PROBLEM DESCRIPTION -
Your answer should be the lines from the start of the records through the line with "- an absolute", copied word for word.

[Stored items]
//! Planar rover navigation toolbox for intermittent multi-sensor fusion
//!
//! This crate provides the building blocks for a sequential state estimator that fuses
//! heterogeneous, intermittently-available sensor readings into a single consistent estimate
//! of a ground rover's planar pose, velocity, and acceleration. The expected sensor suite is:
//!
//! - an absolute positioning system (e.g. UWB beacon trilateration) reporting `x`/`y` fixes,
//! - wheel odometry reporting body velocities `v_x`/`v_y` and turn rate `w`,
//! - an IMU reporting heading `yaw` and linear accelerations `a_x`/`a_y`.
//!
//! Not every sensor reports on every sample. The hard part of the problem is not the Kalman
//! recursion itself but deciding, per sample, which subset of the state is actually observable
//! and switching the observation matrix accordingly without destabilizing the estimator. That
//! policy lives in [`measurements::ObservationMode`]; the recursion lives in
//! [`kalman::RoverEkf`]; the per-run driver lives in [`sim::run_filter`].
//!
//! Primarily built off of two crate dependencies:
//! - [`nalgebra`](https://crates.io/crates/nalgebra): linear algebra for the filters.
//! - [`csv`](https://crates.io/crates/csv) + [`serde`](https://crates.io/crates/serde):
//!   the recorded-data interface.
//!
//! # State definition
//!
//! The nine-component planar state vector is:
//!
//! $$
//! x = [x, y, \theta, v_x, v_y, \omega, a_x, a_y, \alpha]
//! $$
//!
//! Where:
//! - $x$, $y$ are world-frame positions (meters),
//! - $\theta$ is the heading (radians, unwrapped),
//! - $v_x$, $v_y$ are world-frame velocities (m/s) and $\omega$ the angular rate (rad/s),
//! - $a_x$, $a_y$ are accelerations (m/s²) and $\alpha$ the angular acceleration (rad/s²).
//!
//! # Motion model
//!
//! Between samples the accelerations are held constant (zero-order hold) and everything
//! below them integrates once:
//!
//! $$
//! \begin{aligned}
//! p(+) &= p(-) + v(-) \\, \Delta t \\\\
//! v(+) &= v(-) + a(-) \\, \Delta t \\\\
//! a(+) &= a(-)
//! \end{aligned}
//! $$
//!
//! This map is linear in the state for a fixed $\Delta t$, so the state-transition Jacobian
//! in [`linearize::state_transition_jacobian`] is exact rather than a first-order
//! approximation.
//!
//! # Measurement convention
//!
//! Recorded datasets use a zero-as-absence sentinel: a channel that did not report this
//! sample holds an exact `0.0`. That convention is decoded once at the data boundary into an
//! explicit per-channel presence mask ([`measurements::ChannelMask`]); everything downstream
//! consumes the mask, never the raw sentinel.

pub mod kalman;
pub mod linalg;
pub mod linearize;
pub mod measurements;
pub mod messages;
pub mod sim;

use nalgebra::DVector;
use std::fmt::{self, Display};

/// Dimension of the rover state vector.
pub const STATE_DIM: usize = 9;
/// Dimension of the measurement vector (every state component except angular acceleration).
pub const MEASUREMENT_DIM: usize = 8;

/// Basic structure for holding the planar rover state: pose, velocity, and acceleration.
///
/// All components are world-frame scalars; see the crate-level docs for units. Heading is
/// stored unwrapped (an accumulated angle), matching the convention of the recorded yaw
/// channel it is fused against.
#[derive(Clone, Copy, Debug, Default, PartialEq)]
pub struct RoverState {
    /// Position along the world x axis in meters
    pub x: f64,
    /// Position along the world y axis in meters
    pub y: f64,
    /// Heading in radians
    pub heading: f64,
    /// Velocity along the world x axis in m/s
    pub velocity_x: f64,
    /// Velocity along the world y axis in m/s
    pub velocity_y: f64,
    /// Angular rate in rad/s
    pub angular_rate: f64,
    /// Acceleration along the world x axis in m/s^2
    pub accel_x: f64,
    /// Acceleration along the world y axis in m/s^2
    pub accel_y: f64,
    /// Angular acceleration in rad/s^2
    pub angular_accel: f64,
}

impl Display for RoverState {
    fn fmt(&self, f: &mut fmt::Formatter<'_>) -> fmt::Result {
        write!(
            f,
            "RoverState {{ pos: [{:.3}, {:.3}] m, heading: {:.4} rad, vel: [{:.3}, {:.3}] m/s, w: {:.4} rad/s, accel: [{:.3}, {:.3}] m/s^2, alpha: {:.4} rad/s^2 }}",
            self.x,
            self.y,
            self.heading,
            self.velocity_x,
            self.velocity_y,
            self.angular_rate,
            self.accel_x,
            self.accel_y,
            self.angular_accel
        )
    }
}

impl RoverState {
    /// Create a new RoverState with all components zero.
    pub fn new() -> RoverState {
        RoverState::default()
    }

    /// True when every component is a finite number.
    ///
    /// A non-finite component means the filter has diverged; the run driver treats this as
    /// fatal for the remainder of the run.
    pub fn is_finite(&self) -> bool {
        self.x.is_finite()
            && self.y.is_finite()
            && self.heading.is_finite()
            && self.velocity_x.is_finite()
            && self.velocity_y.is_finite()
            && self.angular_rate.is_finite()
            && self.accel_x.is_finite()
            && self.accel_y.is_finite()
            && self.angular_accel.is_finite()
    }
}

impl From<RoverState> for Vec<f64> {
    fn from(state: RoverState) -> Self {
        vec![
            state.x,
            state.y,
            state.heading,
            state.velocity_x,
            state.velocity_y,
            state.angular_rate,
            state.accel_x,
            state.accel_y,
            state.angular_accel,
        ]
    }
}

impl From<RoverState> for DVector<f64> {
    fn from(state: RoverState) -> Self {
        DVector::from_vec(state.into())
    }
}

impl From<&DVector<f64>> for RoverState {
    /// Builds a RoverState from a nine-element state vector.
    ///
    /// Panics if the vector is not of length [`STATE_DIM`]; state vectors of any other
    /// length never belong to this filter family.
    fn from(vector: &DVector<f64>) -> Self {
        assert_eq!(
            vector.len(),
            STATE_DIM,
            "RoverState must be built from a vector of length {}",
            STATE_DIM
        );
        RoverState {
            x: vector[0],
            y: vector[1],
            heading: vector[2],
            velocity_x: vector[3],
            velocity_y: vector[4],
            angular_rate: vector[5],
            accel_x: vector[6],
            accel_y: vector[7],
            angular_accel: vector[8],
        }
    }
}

/// Propagate a rover state forward by `dt` seconds under the constant-acceleration model.
///
/// Position and heading advance by their velocities, velocities advance by their
/// accelerations, and the acceleration block is carried forward unchanged (zero-order
/// hold). Pure and total for any finite state and `dt >= 0`; the caller owns the policy of
/// substituting a small epsilon for a zero `dt` (see [`sim::run_filter`]).
pub fn forward(state: &mut RoverState, dt: f64) {
    state.x += state.velocity_x * dt;
    state.y += state.velocity_y * dt;
    state.heading += state.angular_rate * dt;
    state.velocity_x += state.accel_x * dt;
    state.velocity_y += state.accel_y * dt;
    state.angular_rate += state.angular_accel * dt;
}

EXERCISE RESULT -
//! Planar rover navigation toolbox for intermittent multi-sensor fusion
//!
//! This crate provides the building blocks for a sequential state estimator that fuses
//! heterogeneous, intermittently-available sensor readings into a single consistent estimate
//! of a ground rover's planar pose, velocity, and acceleration. The expected sensor suite is:
//!
//! - an absolute positioning system (e.g. UWB beacon trilateration) reporting `x`/`y` fixes,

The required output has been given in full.